Studio album by Tommy February^{6}
- Released: February 6, 2002
- Recorded: 2001
- Genre: Synthpop; techno;
- Length: 44:24
- Label: Defstar Records
- Producer: Tommy February^{6}; Malibu Convertible;

Tommy February^{6} chronology
|  | Tommy February^{6} (2002) | Tommy Airline (2004) |

= Tommy February6 =

Tommy February^{6} is the debut album of the Brilliant Green vocalist Tomoko Kawase's alter ego Tommy February^{6} (so named after Kawase's birthday). The album, in addition to launching Kawase's solo career, also established Tommy February^{6}'s trademark sound, which is heavily influenced by 80's synthpop music.

Most of the lyrics on the album's original material (all written by Kawase) are either dominated by English lyrics with occasional Japanese lines, or are wholly in English – despite the fact that Kawase reportedly cannot speak much of the language – with only one song ("The Rose Fragrance.") sung entirely in Japanese.
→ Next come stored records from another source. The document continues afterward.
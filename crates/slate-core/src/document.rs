//! The open document.
//!
//! ## Learning: Composition over Inheritance
//!
//! Rust doesn't have inheritance. Instead, `Document` composes
//! a `TextBuffer` and adds what a notepad needs on top: a display name,
//! the line ending style the file came with, and whether it ended with
//! a line break.
//!
//! ## Two views of the same text
//!
//! The editor widget stores lines without their breaks and has no notion
//! of a final terminator. [`Document::display_text`] produces the text in
//! that shape (`\n` separators, final terminator removed), and
//! [`Document::sync_from_lines`] rebuilds the file form from the widget's
//! lines using the original line ending. Opening a file and saving it
//! unchanged therefore writes the same bytes back.

use std::borrow::Cow;
use std::ops::Deref;
use std::path::Path;

use slate_buffer::TextBuffer;

use crate::{CoreError, CoreResult};

/// Line ending style.
#[derive(Debug, Clone, Copy, PartialEq, Eq, Default)]
pub enum LineEnding {
    /// Unix-style: \n
    #[default]
    Lf,
    /// Windows-style: \r\n
    CrLf,
    /// Classic Mac: \r
    Cr,
}

impl LineEnding {
    /// Returns the string representation.
    pub fn as_str(&self) -> &'static str {
        match self {
            LineEnding::Lf => "\n",
            LineEnding::CrLf => "\r\n",
            LineEnding::Cr => "\r",
        }
    }

    /// Detects line ending from text.
    pub fn detect(text: &str) -> Self {
        if text.contains("\r\n") {
            LineEnding::CrLf
        } else if text.contains('\r') {
            LineEnding::Cr
        } else {
            LineEnding::Lf
        }
    }

    /// Short label for the status bar.
    pub fn label(&self) -> &'static str {
        match self {
            LineEnding::Lf => "LF",
            LineEnding::CrLf => "CRLF",
            LineEnding::Cr => "CR",
        }
    }
}

/// A document being edited.
#[derive(Debug, Clone)]
pub struct Document {
    /// The underlying text buffer, in file form
    buffer: TextBuffer,

    /// Display name
    name: String,

    /// Line ending style
    line_ending: LineEnding,

    /// Whether the text ends with a line break
    trailing_newline: bool,

    /// Length of the display form, in chars
    display_chars: usize,
}

impl Document {
    /// Creates a new empty document.
    pub fn new() -> Self {
        Self {
            buffer: TextBuffer::new(),
            name: "Untitled".to_string(),
            line_ending: LineEnding::default(),
            trailing_newline: false,
            display_chars: 0,
        }
    }

    /// Opens a document from a file.
    pub fn open(path: impl AsRef<Path>) -> CoreResult<Self> {
        let path = path.as_ref();
        let buffer = TextBuffer::from_file(path)?;

        // Detect line ending from file content
        let text = buffer.text();
        let line_ending = LineEnding::detect(&text);
        let trailing_newline = text.ends_with(['\n', '\r']);
        drop(text);

        let mut doc = Self {
            buffer,
            name: display_name(path),
            line_ending,
            trailing_newline,
            display_chars: 0,
        };
        doc.display_chars = doc.display_text().chars().count();
        Ok(doc)
    }

    // ==================== Getters ====================

    /// Returns the file path.
    pub fn path(&self) -> Option<&Path> {
        self.buffer.file_path()
    }

    /// Returns the display name.
    pub fn name(&self) -> &str {
        &self.name
    }

    /// Returns the line ending the document writes.
    pub fn line_ending(&self) -> LineEnding {
        self.line_ending
    }

    /// Returns true if the document has unsaved changes.
    pub fn is_modified(&self) -> bool {
        self.buffer.is_modified()
    }

    /// Returns the text buffer.
    pub fn buffer(&self) -> &TextBuffer {
        &self.buffer
    }

    /// Returns the text in file form.
    pub fn text(&self) -> Cow<'_, str> {
        self.buffer.text()
    }

    /// Returns the line count.
    pub fn line_count(&self) -> usize {
        self.buffer.len_lines()
    }

    /// Number of chars the user sees, counting each line break as one.
    pub fn display_len(&self) -> usize {
        self.display_chars
    }

    /// Returns the text in the shape the editor widget expects.
    pub fn display_text(&self) -> String {
        let text = self.buffer.text();
        let mut normalized = match self.line_ending {
            LineEnding::Lf => text.into_owned(),
            LineEnding::CrLf => text.replace("\r\n", "\n"),
            LineEnding::Cr => text.replace('\r', "\n"),
        };
        if self.trailing_newline && normalized.ends_with('\n') {
            normalized.pop();
        }
        normalized
    }

    // ==================== Synchronisation ====================

    /// Rebuilds the file form from the widget's lines.
    ///
    /// Lines are joined with the document's line ending, and the final
    /// terminator is restored if the file had one.
    pub fn sync_from_lines<I>(&mut self, lines: I)
    where
        I: IntoIterator,
        I::Item: Deref<Target = str>,
    {
        let mut chars = 0;
        let mut count = 0usize;
        let lines = lines.into_iter().inspect(|line| {
            chars += line.chars().count();
            count += 1;
        });
        let text = compose(lines, self.line_ending, self.trailing_newline);
        self.buffer.set_text(&text);
        // Separators count as one char each, as the widget sees them
        self.display_chars = chars + count.saturating_sub(1);
    }

    // ==================== File Operations ====================

    /// Saves the document to its file.
    pub fn save(&mut self) -> CoreResult<()> {
        if self.path().is_none() {
            return Err(CoreError::NoFilePath);
        }
        self.buffer.save()?;
        Ok(())
    }

    /// Saves the document to a new path.
    pub fn save_as(&mut self, path: impl AsRef<Path>) -> CoreResult<()> {
        let path = path.as_ref();
        self.buffer.save_as(path)?;
        self.name = display_name(path);
        Ok(())
    }
}

impl Default for Document {
    fn default() -> Self {
        Self::new()
    }
}

/// Joins lines with `ending`, appending one more `ending` when `terminated`.
pub fn compose<I>(lines: I, ending: LineEnding, terminated: bool) -> String
where
    I: IntoIterator,
    I::Item: Deref<Target = str>,
{
    let mut text = String::new();
    for (i, line) in lines.into_iter().enumerate() {
        if i > 0 {
            text.push_str(ending.as_str());
        }
        text.push_str(&line);
    }
    if terminated {
        text.push_str(ending.as_str());
    }
    text
}

fn display_name(path: &Path) -> String {
    path.file_name()
        .map(|n| n.to_string_lossy().into_owned())
        .unwrap_or_else(|| "Untitled".to_string())
}

#[cfg(test)]
mod tests {
    use super::*;

    /// Splits display text the way the editor widget does.
    fn widget_lines(display: &str) -> Vec<&str> {
        display.split('\n').collect()
    }

    fn open_and_resave(bytes: &str) -> String {
        let dir = tempfile::tempdir().unwrap();
        let path = dir.path().join("doc.txt");
        std::fs::write(&path, bytes).unwrap();

        let mut doc = Document::open(&path).unwrap();
        let display = doc.display_text();
        doc.sync_from_lines(widget_lines(&display));
        assert!(!doc.is_modified());
        doc.save().unwrap();

        std::fs::read_to_string(&path).unwrap()
    }

    #[test]
    fn test_line_ending_detect() {
        assert_eq!(LineEnding::detect("a\nb"), LineEnding::Lf);
        assert_eq!(LineEnding::detect("a\r\nb"), LineEnding::CrLf);
        assert_eq!(LineEnding::detect("a\rb"), LineEnding::Cr);
        assert_eq!(LineEnding::detect(""), LineEnding::Lf);
    }

    #[test]
    fn test_new_document() {
        let doc = Document::new();
        assert_eq!(doc.name(), "Untitled");
        assert!(doc.path().is_none());
        assert_eq!(doc.display_text(), "");
        assert_eq!(doc.line_count(), 1);
    }

    #[test]
    fn test_round_trip_through_widget_lines() {
        for original in [
            "",
            "single line",
            "lf\nfile\n",
            "crlf\r\nfile\r\n",
            "no\r\nterminator",
            "cr\rfile\r",
            "blank\n\nlines\n\n",
            "日本語\nテキスト\n",
        ] {
            assert_eq!(open_and_resave(original), original, "round trip of {original:?}");
        }
    }

    #[test]
    fn test_display_text_strips_terminator() {
        let dir = tempfile::tempdir().unwrap();
        let path = dir.path().join("t.txt");
        std::fs::write(&path, "a\r\nb\r\n").unwrap();

        let doc = Document::open(&path).unwrap();
        assert_eq!(doc.line_ending(), LineEnding::CrLf);
        assert_eq!(doc.display_text(), "a\nb");
        assert_eq!(doc.display_len(), 3);
        assert_eq!(doc.name(), "t.txt");
    }

    #[test]
    fn test_edits_use_document_line_ending() {
        let dir = tempfile::tempdir().unwrap();
        let path = dir.path().join("t.txt");
        std::fs::write(&path, "a\r\nb\r\n").unwrap();

        let mut doc = Document::open(&path).unwrap();
        doc.sync_from_lines(["a", "inserted", "b"]);
        assert!(doc.is_modified());
        assert_eq!(doc.display_len(), 12);
        doc.save().unwrap();

        assert_eq!(std::fs::read_to_string(&path).unwrap(), "a\r\ninserted\r\nb\r\n");
        assert!(!doc.is_modified());
    }

    #[test]
    fn test_save_untitled_needs_path() {
        let mut doc = Document::new();
        assert!(matches!(doc.save(), Err(CoreError::NoFilePath)));

        let dir = tempfile::tempdir().unwrap();
        let path = dir.path().join("fresh.txt");
        doc.sync_from_lines(["hello", "world"]);
        doc.save_as(&path).unwrap();

        assert_eq!(doc.name(), "fresh.txt");
        assert_eq!(doc.path(), Some(path.as_path()));
        assert_eq!(std::fs::read_to_string(&path).unwrap(), "hello\nworld");
    }

    #[test]
    fn test_open_missing_file_fails() {
        let dir = tempfile::tempdir().unwrap();
        assert!(Document::open(dir.path().join("nope.txt")).is_err());
    }

    #[test]
    fn test_compose() {
        assert_eq!(compose(["a", "b"], LineEnding::CrLf, false), "a\r\nb");
        assert_eq!(compose(["a", "b"], LineEnding::Lf, true), "a\nb\n");
        assert_eq!(compose(Vec::<&str>::new(), LineEnding::Lf, false), "");
    }
}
The original first pressing of the album came with a promotional DVD that included music videos, karaoke videos and furitsuke (choreography) videos for "Kiss One More Time" and "Bloomin'!". Also included was the making of the PV's for "Kiss One More Time", "Bloomin'!" and "Candy Pop in Love"

==Track listing==

| No. | Title | Length |
|---|---|---|
| 1. | "T.O.M.M.Y" |  |
| 2. | "Everyday at the Bus Stop" |  |
| 3. | "Tommy Feb Latte, Macaron." |  |
| 4. | "Bloomin'!" |  |
| 5. | "Hey Bad Boy" |  |
| 6. | "Kiss One More Time" |  |
| 7. | "Where Are You? "My Hero"" |  |
| 8. | "Walk Away From You My Babe" |  |
| 9. | "Love Never Sleeps" |  |
| 10. | "Can't Take My Eyes Off of You" (Frankie Valli cover) |  |
| 11. | "I'll Be Your Angel" |  |
| 12. | "Candy Pop in Love" |  |

==Charts==

===Weekly charts===

| Chart (2002) | Peak position |
|---|---|
| Japanese Albums (Oricon) | 1 |

===Monthly charts===

| Chart (2002) | Peak position |
|---|---|
| Japanese Albums (Oricon) | 2 |

===Year-end charts===

| Chart (2002) | Position |
|---|---|
| Japanese Albums (Oricon) | 17 |

==Sales and certifications==

| Region | Certification | Certified units/sales |
|---|---|---|
| Japan (RIAJ) | Platinum | 713,719 |

==Personnel==
- Tommy February^{6} – lead and backing vocals
- Malibu Convertible – keyboards, guitar, drum programming, arrangements
- Team Real Men – backing vocals (tracks: 3, 10)

===Production===
- Tommy February^{6} – executive producer
- Malibu Convertible – producer, arranger, recording engineer, mixing engineer
- Auspicious Feather – recording engineer, mixing engineer (tracks: 2, 8)
- Dark Undercover – assistant engineer (tracks: 2, 8)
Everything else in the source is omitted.